Saved data entries:
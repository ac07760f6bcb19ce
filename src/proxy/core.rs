//! Seams between a server instance and its listener
//!
//! The listener accepts connections and hands every request to a
//! [`ConnectionHandler`] together with the instance's shared
//! [`ConnectionContext`].

use async_trait::async_trait;
use hyper::{Body, Request, Response};
use std::net::SocketAddr;
use std::sync::Arc;

use crate::config::settings::Options;
use crate::config::upstream::ResolvedProxyConfig;
use crate::error::Result;
use crate::modifier::RequestModifier;
use crate::proxy::scope::ScopeFilters;
use crate::storage::CaptureStorage;

/// Per-instance state shared by every connection task
pub struct ConnectionContext {
    pub storage: Arc<dyn CaptureStorage>,
    pub modifier: Arc<RequestModifier>,
    pub proxy_config: Arc<ResolvedProxyConfig>,
    pub scopes: ScopeFilters,
    pub options: Arc<Options>,
}

/// Handles one request received by the listener
#[async_trait]
pub trait ConnectionHandler: Send + Sync {
    async fn handle(
        &self,
        request: Request<Body>,
        remote_addr: SocketAddr,
        context: Arc<ConnectionContext>,
    ) -> Response<Body>;
}

/// Binds a listener that starts accepting connections before it returns
#[async_trait]
pub trait ListenerFactory: Send + Sync {
    async fn bind(
        &self,
        addr: SocketAddr,
        handler: Arc<dyn ConnectionHandler>,
        context: Arc<ConnectionContext>,
    ) -> Result<Box<dyn Listener>>;
}

/// A running listener
#[async_trait]
pub trait Listener: Send + Sync {
    fn local_addr(&self) -> SocketAddr;

    /// Stop accepting connections and wait for in-flight ones to finish
    async fn shutdown(&mut self) -> Result<()>;
}
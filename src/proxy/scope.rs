//! Scope filters restricting which requests are captured

use crate::error::{Error, Result};
use regex::Regex;
use std::sync::{Arc, PoisonError, RwLock};

/// Ordered list of URL patterns, shared between the server and its
/// connection tasks. Cloning shares the same list.
///
/// An empty list puts every request in scope.
#[derive(Debug, Clone, Default)]
pub struct ScopeFilters {
    patterns: Arc<RwLock<Vec<Regex>>>,
}

impl ScopeFilters {
    pub fn new() -> Self {
        Self::default()
    }

    /// Replace all patterns. Nothing changes if any pattern is invalid.
    pub fn set<I, S>(&self, patterns: I) -> Result<()>
    where
        I: IntoIterator<Item = S>,
        S: AsRef<str>,
    {
        let compiled = patterns
            .into_iter()
            .map(|pattern| compile(pattern.as_ref()))
            .collect::<Result<Vec<_>>>()?;
        *self.patterns.write().unwrap_or_else(PoisonError::into_inner) = compiled;
        Ok(())
    }

    pub fn push(&self, pattern: &str) -> Result<()> {
        let compiled = compile(pattern)?;
        self.patterns
            .write()
            .unwrap_or_else(PoisonError::into_inner)
            .push(compiled);
        Ok(())
    }

    pub fn clear(&self) {
        self.patterns.write().unwrap_or_else(PoisonError::into_inner).clear();
    }

    pub fn patterns(&self) -> Vec<String> {
        self.patterns
            .read()
            .unwrap_or_else(PoisonError::into_inner)
            .iter()
            .map(|regex| regex.as_str().to_string())
            .collect()
    }

    pub fn is_empty(&self) -> bool {
        self.patterns.read().unwrap_or_else(PoisonError::into_inner).is_empty()
    }

    /// Whether `url` matches any pattern anywhere in the string
    pub fn in_scope(&self, url: &str) -> bool {
        let patterns = self.patterns.read().unwrap_or_else(PoisonError::into_inner);
        patterns.is_empty() || patterns.iter().any(|regex| regex.is_match(url))
    }
}

fn compile(pattern: &str) -> Result<Regex> {
    Regex::new(pattern).map_err(|e| Error::Config(format!("invalid scope pattern '{}': {}", pattern, e)))
}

ABOUT THIS EXERCISE
Print exactly the lines between the line with "the same list." and the final line of the records above, both included.

EXERCISE RESPONSE
/// connection tasks. Cloning shares the same list.
///
/// An empty list puts every request in scope.
#[derive(Debug, Clone, Default)]
pub struct ScopeFilters {
    patterns: Arc<RwLock<Vec<Regex>>>,
}

impl ScopeFilters {
    pub fn new() -> Self {
        Self::default()
    }

    /// Replace all patterns. Nothing changes if any pattern is invalid.
    pub fn set<I, S>(&self, patterns: I) -> Result<()>
    where
        I: IntoIterator<Item = S>,
        S: AsRef<str>,
    {
        let compiled = patterns
            .into_iter()
            .map(|pattern| compile(pattern.as_ref()))
            .collect::<Result<Vec<_>>>()?;
        *self.patterns.write().unwrap_or_else(PoisonError::into_inner) = compiled;
        Ok(())
    }

    pub fn push(&self, pattern: &str) -> Result<()> {
        let compiled = compile(pattern)?;
        self.patterns
            .write()
            .unwrap_or_else(PoisonError::into_inner)
            .push(compiled);
        Ok(())
    }

    pub fn clear(&self) {
        self.patterns.write().unwrap_or_else(PoisonError::into_inner).clear();
    }

    pub fn patterns(&self) -> Vec<String> {
        self.patterns
            .read()
            .unwrap_or_else(PoisonError::into_inner)
            .iter()
            .map(|regex| regex.as_str().to_string())
            .collect()
    }

    pub fn is_empty(&self) -> bool {
        self.patterns.read().unwrap_or_else(PoisonError::into_inner).is_empty()
    }

    /// Whether `url` matches any pattern anywhere in the string
    pub fn in_scope(&self, url: &str) -> bool {
        let patterns = self.patterns.read().unwrap_or_else(PoisonError::into_inner);
        patterns.is_empty() || patterns.iter().any(|regex| regex.is_match(url))
    }
}

fn compile(pattern: &str) -> Result<Regex> {
    Regex::new(pattern).map_err(|e| Error::Config(format!("invalid scope pattern '{}': {}", pattern, e)))
}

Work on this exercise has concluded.